►

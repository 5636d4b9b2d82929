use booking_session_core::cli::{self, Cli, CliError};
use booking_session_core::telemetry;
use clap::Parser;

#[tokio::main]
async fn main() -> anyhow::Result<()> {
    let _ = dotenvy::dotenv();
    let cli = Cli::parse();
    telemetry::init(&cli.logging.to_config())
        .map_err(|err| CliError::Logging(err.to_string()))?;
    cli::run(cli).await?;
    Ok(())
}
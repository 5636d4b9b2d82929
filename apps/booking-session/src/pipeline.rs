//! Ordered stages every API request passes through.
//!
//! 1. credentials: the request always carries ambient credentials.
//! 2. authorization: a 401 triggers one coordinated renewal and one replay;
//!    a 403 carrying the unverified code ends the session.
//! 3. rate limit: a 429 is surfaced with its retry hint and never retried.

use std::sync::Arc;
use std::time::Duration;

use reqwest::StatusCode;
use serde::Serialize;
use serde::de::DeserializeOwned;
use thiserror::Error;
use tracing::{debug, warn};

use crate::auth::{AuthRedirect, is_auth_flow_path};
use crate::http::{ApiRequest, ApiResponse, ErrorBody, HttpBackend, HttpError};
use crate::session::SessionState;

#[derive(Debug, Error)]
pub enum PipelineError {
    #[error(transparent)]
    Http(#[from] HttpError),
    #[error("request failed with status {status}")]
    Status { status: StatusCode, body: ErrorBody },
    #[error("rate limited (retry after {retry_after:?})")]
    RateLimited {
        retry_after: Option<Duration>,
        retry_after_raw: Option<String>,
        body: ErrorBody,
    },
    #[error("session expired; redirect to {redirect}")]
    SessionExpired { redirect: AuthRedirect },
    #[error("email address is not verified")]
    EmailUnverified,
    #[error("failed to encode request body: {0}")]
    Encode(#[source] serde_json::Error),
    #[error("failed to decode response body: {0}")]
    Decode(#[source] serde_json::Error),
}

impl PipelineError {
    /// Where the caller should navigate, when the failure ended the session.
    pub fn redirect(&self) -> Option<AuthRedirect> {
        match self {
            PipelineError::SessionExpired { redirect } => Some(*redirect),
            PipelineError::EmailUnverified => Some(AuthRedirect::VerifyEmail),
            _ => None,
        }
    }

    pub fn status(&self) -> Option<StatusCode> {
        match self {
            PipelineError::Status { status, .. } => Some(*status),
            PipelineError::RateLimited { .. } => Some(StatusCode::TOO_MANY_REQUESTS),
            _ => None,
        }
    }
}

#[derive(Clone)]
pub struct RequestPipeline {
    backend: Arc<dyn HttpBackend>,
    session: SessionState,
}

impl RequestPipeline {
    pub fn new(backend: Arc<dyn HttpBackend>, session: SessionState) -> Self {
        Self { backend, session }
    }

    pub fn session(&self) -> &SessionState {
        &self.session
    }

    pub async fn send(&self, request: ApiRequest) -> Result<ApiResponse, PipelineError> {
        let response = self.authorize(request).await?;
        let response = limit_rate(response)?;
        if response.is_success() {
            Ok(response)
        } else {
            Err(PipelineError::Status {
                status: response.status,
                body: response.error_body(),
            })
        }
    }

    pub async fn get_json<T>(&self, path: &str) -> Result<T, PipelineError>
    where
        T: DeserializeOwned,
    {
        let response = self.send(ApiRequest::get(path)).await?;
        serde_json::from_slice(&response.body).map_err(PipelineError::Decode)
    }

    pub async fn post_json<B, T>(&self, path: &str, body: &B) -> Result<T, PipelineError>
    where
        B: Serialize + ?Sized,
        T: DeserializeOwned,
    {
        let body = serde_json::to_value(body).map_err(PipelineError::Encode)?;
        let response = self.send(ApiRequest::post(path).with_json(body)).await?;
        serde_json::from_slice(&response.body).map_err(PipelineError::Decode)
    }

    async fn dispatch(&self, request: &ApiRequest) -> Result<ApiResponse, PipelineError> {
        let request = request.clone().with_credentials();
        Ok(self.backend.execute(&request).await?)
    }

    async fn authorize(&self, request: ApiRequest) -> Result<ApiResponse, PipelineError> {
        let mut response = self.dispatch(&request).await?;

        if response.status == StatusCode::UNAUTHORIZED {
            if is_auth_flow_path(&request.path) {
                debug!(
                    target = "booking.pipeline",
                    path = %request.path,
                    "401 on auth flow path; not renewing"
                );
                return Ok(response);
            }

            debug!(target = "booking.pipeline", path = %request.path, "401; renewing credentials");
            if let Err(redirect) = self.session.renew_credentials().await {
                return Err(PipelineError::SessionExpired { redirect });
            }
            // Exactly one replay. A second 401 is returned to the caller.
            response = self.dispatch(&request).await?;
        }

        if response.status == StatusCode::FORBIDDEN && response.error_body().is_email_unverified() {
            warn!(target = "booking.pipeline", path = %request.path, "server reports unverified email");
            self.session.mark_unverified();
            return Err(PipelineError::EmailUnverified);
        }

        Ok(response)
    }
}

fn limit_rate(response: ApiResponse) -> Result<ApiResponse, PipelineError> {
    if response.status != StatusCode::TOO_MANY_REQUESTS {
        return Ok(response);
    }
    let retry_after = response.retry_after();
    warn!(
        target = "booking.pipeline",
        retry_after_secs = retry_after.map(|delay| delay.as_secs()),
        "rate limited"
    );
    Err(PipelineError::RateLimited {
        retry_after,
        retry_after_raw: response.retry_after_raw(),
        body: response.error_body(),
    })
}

◄

From the records above, print exactly the lines that run from the line with "pub fn status(&self)" to the line with "pub fn session(&self)", inclusive.

    pub fn status(&self) -> Option<StatusCode> {
        match self {
            PipelineError::Status { status, .. } => Some(*status),
            PipelineError::RateLimited { .. } => Some(StatusCode::TOO_MANY_REQUESTS),
            _ => None,
        }
    }
}

#[derive(Clone)]
pub struct RequestPipeline {
    backend: Arc<dyn HttpBackend>,
    session: SessionState,
}

impl RequestPipeline {
    pub fn new(backend: Arc<dyn HttpBackend>, session: SessionState) -> Self {
        Self { backend, session }
    }

    pub fn session(&self) -> &SessionState {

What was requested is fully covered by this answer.